[EXTRACTED DATA]:
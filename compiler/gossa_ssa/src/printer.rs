//! Textual listings of built functions.
//!
//! ```text
//! func main.f(t0 int) int
//! b0 entry  succs: b1 b2
//!     t1 = const 3 untyped int
//!     ...
//! ```
//!
//! Dead blocks are marked `(dead)`; types follow each defined value.

#![allow(clippy::format_push_string)]

use std::fmt::Write as _;

use gossa_ir::ConstValue;
use gossa_types::{Idx, Pool};

use crate::ir::{BoundTarget, Callee, FnId, Function, Instr, Program, SelectDir, Terminator, VarId};

struct Printer<'a> {
    pool: &'a Pool,
    program: Option<&'a Program>,
}

/// Listing of one function. Callees print as `f<n>`.
pub fn format_function(f: &Function, pool: &Pool) -> String {
    let mut buf = String::new();
    Printer {
        pool,
        program: None,
    }
    .function(f, &mut buf);
    buf
}

/// Listing of every function of `program`, in build order.
pub fn format_program(program: &Program, pool: &Pool) -> String {
    let p = Printer {
        pool,
        program: Some(program),
    };
    let mut buf = String::new();
    for (i, f) in program.functions.iter().enumerate() {
        if i > 0 {
            buf.push('\n');
        }
        p.function(f, &mut buf);
    }
    buf
}

/// One instruction as listed, without indentation.
pub fn format_instr(f: &Function, instr: &Instr, pool: &Pool) -> String {
    let mut buf = String::new();
    Printer {
        pool,
        program: None,
    }
    .instr(f, instr, &mut buf);
    buf
}

fn list(vs: &[VarId]) -> String {
    vs.iter().map(ToString::to_string).collect::<Vec<_>>().join(", ")
}

impl Printer<'_> {
    fn ty(&self, t: Idx) -> String {
        self.pool.format_type(t)
    }

    fn fn_name(&self, id: FnId) -> String {
        match self.program {
            Some(p) if id.index() < p.functions.len() => p.func(id).name.clone(),
            _ => id.to_string(),
        }
    }

    fn callee(&self, c: &Callee) -> String {
        match c {
            Callee::Static(f) => self.fn_name(*f),
            Callee::Value(v) => v.to_string(),
            Callee::Invoke { recv, method } => {
                format!("invoke {recv}.{}", self.pool.name_str(*method))
            }
            Callee::Builtin(b) => b.to_string(),
            Callee::Intrinsic(i) => i.to_string(),
        }
    }

    fn function(&self, f: &Function, buf: &mut String) {
        let params = f
            .params
            .iter()
            .map(|&p| format!("{p} {}", self.ty(f.var_type(p))))
            .collect::<Vec<_>>()
            .join(", ");
        let _ = writeln!(buf, "func {}({params}) : {}", f.name, self.ty(f.sig));
        if !f.free_vars.is_empty() {
            let _ = writeln!(buf, "# free: {}", list(&f.free_vars));
        }
        if !f.has_body() {
            buf.push_str("# external\n");
            return;
        }
        if let Some(r) = f.recover {
            let _ = writeln!(buf, "# recover: {r}");
        }
        for block in &f.blocks {
            let _ = write!(buf, "{} {}", block.id, block.comment);
            if !block.live {
                buf.push_str(" (dead)");
            }
            if !block.preds.is_empty() {
                let preds: Vec<String> = block.preds.iter().map(ToString::to_string).collect();
                let _ = write!(buf, "  preds: {}", preds.join(" "));
            }
            if !block.succs.is_empty() {
                let succs: Vec<String> = block.succs.iter().map(ToString::to_string).collect();
                let _ = write!(buf, "  succs: {}", succs.join(" "));
            }
            buf.push('\n');
            for instr in &block.instrs {
                buf.push_str("    ");
                self.instr(f, instr, buf);
                buf.push('\n');
            }
            buf.push_str("    ");
            self.term(&block.term, buf);
            buf.push('\n');
        }
    }

    fn instr(&self, f: &Function, instr: &Instr, buf: &mut String) {
        if let Some(d) = instr.dst() {
            let _ = write!(buf, "{d} = ");
        }
        let body = match instr {
            Instr::Phi { edges, .. } => format!("phi [{}]", list(edges)),
            Instr::Const { value, .. } => match value {
                ConstValue::Nil => "zero".to_owned(),
                ConstValue::Str(s) => format!("const {s:?}"),
                v => format!("const {v}"),
            },
            Instr::Global { global, .. } => match self.program {
                Some(p) => format!("&{}", p.globals[global.index()].name),
                None => format!("&g{}", global.raw()),
            },
            Instr::FuncValue { func, .. } => format!("func {}", self.fn_name(*func)),
            Instr::MakeClosure { func, bindings, .. } => {
                format!("closure {} [{}]", self.fn_name(*func), list(bindings))
            }
            Instr::MakeBound { recv, target, .. } => match target {
                BoundTarget::Static(func) => format!("bound {recv} {}", self.fn_name(*func)),
                BoundTarget::Invoke(m) => format!("bound {recv}.{}", self.pool.name_str(*m)),
            },
            Instr::Alloc { elem, .. } => format!("alloc {}", self.ty(*elem)),
            Instr::Load { addr, .. } => format!("*{addr}"),
            Instr::Store { addr, value } => format!("*{addr} = {value}"),
            Instr::FieldAddr { x, field, .. } => format!("&{x}.#{field}"),
            Instr::IndexAddr { x, index, .. } => format!("&{x}[{index}]"),
            Instr::Field { x, field, .. } => format!("{x}.#{field}"),
            Instr::Index { x, index, .. } => format!("{x}[{index}]"),
            Instr::Lookup {
                map, key, comma_ok, ..
            } => format!("{map}[{key}]{}", if *comma_ok { ",ok" } else { "" }),
            Instr::Slice {
                x, low, high, max, ..
            } => {
                let opt = |v: &Option<VarId>| v.map(|v| v.to_string()).unwrap_or_default();
                match max {
                    Some(m) => format!("slice {x}[{}:{}:{m}]", opt(low), opt(high)),
                    None => format!("slice {x}[{}:{}]", opt(low), opt(high)),
                }
            }
            Instr::BinOp { op, x, y, .. } => format!("{x} {} {y}", op.as_symbol()),
            Instr::UnOp { op, x, .. } => format!("{}{x}", op.as_symbol()),
            Instr::Convert { x, .. } => format!("convert {x}"),
            Instr::MakeInterface { x, .. } => {
                format!("make interface {x} ({})", self.ty(f.var_type(*x)))
            }
            Instr::TypeAssert {
                x,
                asserted,
                comma_ok,
                ..
            } => format!(
                "typeassert{} {x}.({})",
                if *comma_ok { ",ok" } else { "" },
                self.ty(*asserted)
            ),
            Instr::MakeSlice { len, cap, .. } => format!("make slice {len}, {cap}"),
            Instr::MakeMap { .. } => "make map".to_owned(),
            Instr::MakeChan { size, .. } => format!("make chan {size}"),
            Instr::MapUpdate { map, key, value } => format!("{map}[{key}] = {value}"),
            Instr::Call { callee, args, .. } => format!("{}({})", self.callee(callee), list(args)),
            Instr::Go { callee, args } => format!("go {}({})", self.callee(callee), list(args)),
            Instr::Defer { callee, args } => {
                format!("defer {}({})", self.callee(callee), list(args))
            }
            Instr::RunDefers => "rundefers".to_owned(),
            Instr::Send { ch, value } => format!("send {ch} <- {value}"),
            Instr::Recv { ch, comma_ok, .. } => {
                format!("<-{ch}{}", if *comma_ok { ",ok" } else { "" })
            }
            Instr::Select {
                states, blocking, ..
            } => {
                let states: Vec<String> = states
                    .iter()
                    .map(|s| match (s.dir, s.value) {
                        (SelectDir::Send, Some(v)) => format!("{}<-{v}", s.ch),
                        _ => format!("<-{}", s.ch),
                    })
                    .collect();
                format!(
                    "select {}[{}]",
                    if *blocking { "blocking " } else { "nonblocking " },
                    states.join(", ")
                )
            }
            Instr::Extract { tuple, index, .. } => format!("extract {tuple} #{index}"),
            Instr::Range { x, .. } => format!("range {x}"),
            Instr::Next { iter, .. } => format!("next {iter}"),
        };
        buf.push_str(&body);
        if let Some(d) = instr.dst() {
            let t = f.var_type(d);
            // Iterators have no Go type.
            if t != Idx::INVALID {
                let _ = write!(buf, " {}", self.ty(t));
            }
        }
    }

    fn term(&self, term: &Terminator, buf: &mut String) {
        let _ = match term {
            Terminator::Jump(t) => write!(buf, "jump {t}"),
            Terminator::If { cond, then, els } => write!(buf, "if {cond} goto {then} else {els}"),
            Terminator::Return(vs) if vs.is_empty() => write!(buf, "return"),
            Terminator::Return(vs) => write!(buf, "return {}", list(vs)),
            Terminator::Panic(v) => write!(buf, "panic {v}"),
            Terminator::Unreachable => write!(buf, "unreachable"),
        };
    }
}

[WHAT YOU SHOULD DO]:
Copy every line of the listing containing the string "field".

[OUTPUT FOR THIS EXERCISE]:
            Instr::FieldAddr { x, field, .. } => format!("&{x}.#{field}"),
            Instr::Field { x, field, .. } => format!("{x}.#{field}"),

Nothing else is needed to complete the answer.